I concur that NF has nothing to do with it.



I was a full time pothead for almost a year when I was, ermmm, 21 or so. 
Not that I hadn't smoked before that with friends, but after I lost my flight attendant job and I couldn't get another job despite a LOT of effort, I ended up pretty depressed... 
So I turned to it because I considered it a really safe option compared to drugs or alcohol. 

I smoked when I woke up, took a nap when I got tired, drank a ton of soda to keep me awake for a little while and then smoked some more. Then I had something to eat and fell asleep again.

- alone in a room watching Stargate and StarTrek because, WOW, Dude... STARS and shit like that.

I giggled a lot... because I am a giggler.


On towards the negative... I learned the hard way. While pot isn't chemically addictive, causing your body to crave it... anything can become EMOTIONALLY addictive. 
Our minds form habits and attachments, that's what they were designed for.

So it's relatively easy to get to a place where you don't feel like you can be happy without whatever "new" thing you're using.
Especially if that something makes you giggle, if you're a giggler. Like me.

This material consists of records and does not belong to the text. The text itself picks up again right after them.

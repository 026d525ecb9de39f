//! Chain command implementation
//!
//! Reads a vendor chain CSV, solves every usable quote through
//! `adapter_chain` and writes the enriched CSV, then prints a run summary.

use std::time::Instant;

use tracing::info;

use adapter_chain::{read_quotes, write_analysis, AnalysedRow, ChainConfig, OptionChain};

use crate::config::CliConfig;
use crate::{CliError, Result};

/// Run the chain command
pub fn run(
    input: &str,
    output: &str,
    symbol: &str,
    spot: f64,
    rate: f64,
    dividend: f64,
    config: &CliConfig,
) -> Result<()> {
    info!("Starting chain analysis...");
    info!("  Input: {}", input);
    info!("  Output: {}", output);
    info!("  Symbol: {}", symbol);
    info!("  Spot: {}", spot);
    info!("  Rate: {}", rate);
    info!("  Dividend yield: {}", dividend);

    if spot <= 0.0 {
        return Err(CliError::InvalidArgument(format!(
            "Spot must be positive, got {}",
            spot
        )));
    }
    if !std::path::Path::new(input).exists() {
        return Err(CliError::FileNotFound(input.to_string()));
    }

    // Create the output directory if it doesn't exist
    if let Some(parent) = std::path::Path::new(output).parent() {
        if !parent.as_os_str().is_empty() {
            std::fs::create_dir_all(parent)?;
        }
    }

    let started = Instant::now();

    let quotes = read_quotes(input)?;
    let records_in = quotes.len();

    let mut chain = OptionChain::new(symbol, spot, rate, dividend);
    for quote in quotes {
        chain.push(quote);
    }

    let chain_config = ChainConfig::default()
        .with_solver(config.solver_config())
        .with_fd_step(config.fd_step(None));
    let analysed = chain.analyse(&chain_config);

    let rows: Vec<AnalysedRow> = analysed
        .iter()
        .map(|row| AnalysedRow::from_analysis(chain.symbol(), row))
        .collect();
    write_analysis(output, &rows)?;

    let elapsed_millis = started.elapsed().as_secs_f64() * 1e3;

    println!("\n┌──────────────┬──────────────┐");
    println!("│ Records in   │ {:>12} │", records_in);
    println!("│ Analysed     │ {:>12} │", rows.len());
    println!("│ Skipped      │ {:>12} │", records_in - rows.len());
    println!("│ Elapsed (ms) │ {:>12.1} │", elapsed_millis);
    println!("└──────────────┴──────────────┘");

    info!("Chain analysis complete");
    Ok(())
}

I eventually had to learn to be happy without any substances "helping" me (read: using up the brains store of feel good hormones all at once and leaving you on "empty").

Learning to be happy just on life was hard, because I'd spoiled myself.
But it's totally possible. It just takes a positive mindset that you don't let go of, retraining yourself to think better and therefore feel better.
That's what I advise. Instead of looking for temporary fun, look for a more long term kind of happiness, and put your energy into that.

But if you're going to smoke, do it with others and put some kind of limit on it.

Weed isn't bad... not at all... but the human mind can become too attached to just about anything.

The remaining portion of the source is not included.